While the chard plants above are beautiful in thier own right – they are taking up a LOT of summertime growing space. I have to constantly do a cost/benefit analysis of the items in our limited garden space. Letting this chard go to seed means we will have plenty of seed for successive years. That seed will feed us well and ideally for a longer period of time since we have selected for plants that showed the most resilience in the cold. But for now, that chard is taking up the space that my tomatoes would be occupying. It is a constant assessment and reassessment game. Delicious fresh greens in the fall and winter means that many fewer quarts of ruby tomatoes for this year.
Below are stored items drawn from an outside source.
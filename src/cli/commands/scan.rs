//! Source scanning command.

use futures::StreamExt;
use std::collections::BTreeMap;
use std::io::Write;
use std::path::Path;
use tokio::runtime::Runtime;

use super::{LayoutArgs, cancel_on_interrupt};
use crate::config::{self, Config, Settings};
use crate::model::MediaFile;
use crate::scanner::{ScanEvent, Scanner};
use crate::thumbnail::ThumbnailCache;

/// Scan a source folder and print the plan
pub fn cmd_scan(
    rt: &Runtime,
    source: &Path,
    dest: Option<&Path>,
    layout: &LayoutArgs,
    json: bool,
    thumbnails: bool,
) -> anyhow::Result<()> {
    let config = config::load();
    let mut settings = config.settings.clone();
    if let Some(dest) = dest {
        settings.destination = Some(dest.to_path_buf());
    }
    layout.apply(&mut settings);

    rt.block_on(scan_source(source, &config, settings, json, thumbnails))
}

async fn scan_source(
    source: &Path,
    config: &Config,
    settings: Settings,
    json: bool,
    thumbnails: bool,
) -> anyhow::Result<()> {
    let cancel = cancel_on_interrupt();
    let mut scanner = Scanner::new(config.scan.clone());
    if thumbnails && config.thumbnails.enabled {
        let cache = ThumbnailCache::from_config(&config.thumbnails);
        scanner = scanner.with_thumbnails(cache, config.thumbnails.size);
    }

    if !json {
        println!("Scanning {}", source.display());
    }
    let stream = scanner.scan(source.to_path_buf(), settings.clone(), cancel);
    let mut stream = std::pin::pin!(stream);
    let mut total = 0;
    let mut enriched = 0;

    while let Some(event) = stream.next().await {
        match event {
            ScanEvent::Discovered(files) => total = files.len(),
            ScanEvent::Enriched(_) => {
                enriched += 1;
                if !json && enriched % 50 == 0 {
                    print!("\rRead {enriched}/{total} files...");
                    std::io::stdout().flush()?;
                }
            }
            ScanEvent::Finished(files) => {
                if json {
                    println!("{}", serde_json::to_string_pretty(&files)?);
                } else {
                    if settings.reachable_destination().is_none() {
                        println!("\nNo usable destination; showing files only.");
                    }
                    print_plan(&files);
                }
                return Ok(());
            }
            ScanEvent::Cancelled => anyhow::bail!("scan cancelled"),
        }
    }
    anyhow::bail!("scan ended unexpectedly")
}

/// Print one line per file followed by per-status totals.
pub(super) fn print_plan(files: &[MediaFile]) {
    println!();
    for file in files {
        let target = match (&file.dest_path, &file.duplicate_of) {
            (Some(dest), _) => dest.display().to_string(),
            (None, Some(original)) => format!("same as {}", original.display()),
            (None, None) => "-".to_string(),
        };
        let preview = if file.thumbnail.is_some() { "*" } else { " " };
        println!(
            "{:<17}{} {} -> {}",
            file.status.label(),
            preview,
            file.source_path.display(),
            target
        );
    }

    let mut totals: BTreeMap<&'static str, usize> = BTreeMap::new();
    for file in files {
        *totals.entry(file.status.label()).or_default() += 1;
    }
    let totals: Vec<String> = totals
        .into_iter()
        .map(|(label, count)| format!("{count} {label}"))
        .collect();
    println!("\n{} files: {}", files.len(), totals.join(", "));
}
For the most part I think I am reconciled to mostly just saving seed for annual plants. Those plants that take 2 years to produce seed simply don’t pay back enough for the space they occupy on our little eighth of an acre.  All of this garden economic theory aside, I do get a simple joy out of watching the full life cycle of these plants. So many of our crops we harvest and consume without a thought to what they may look like at the peak of thier maturity. Sometimes it becomes an entirely different animal alltogether…

Tags: Gardening

1 response so far ↓

  • 1 Girish // Jul 16, 2015 at 10:52 pm

    Each seed will make on plant. Not all seeds grow though, so plant more seeds than you need. When you plant your seeds, fololw the directions on the package. It will tell you how much dirt to put on top, how far to space each plant, and how long it will take for the seed to start growing. Water your plants whenever the soil feels dry. You don’t want to over-water them so just make sure the soil is always damp.The best planters to start seeds are small styrofoam cups. Poke a little hole in the bottom to let the extra water out. Put that cup inside another one, without a hole, to catch th ewater so it doesn’t make a mess. Good luck on your planting and on your project!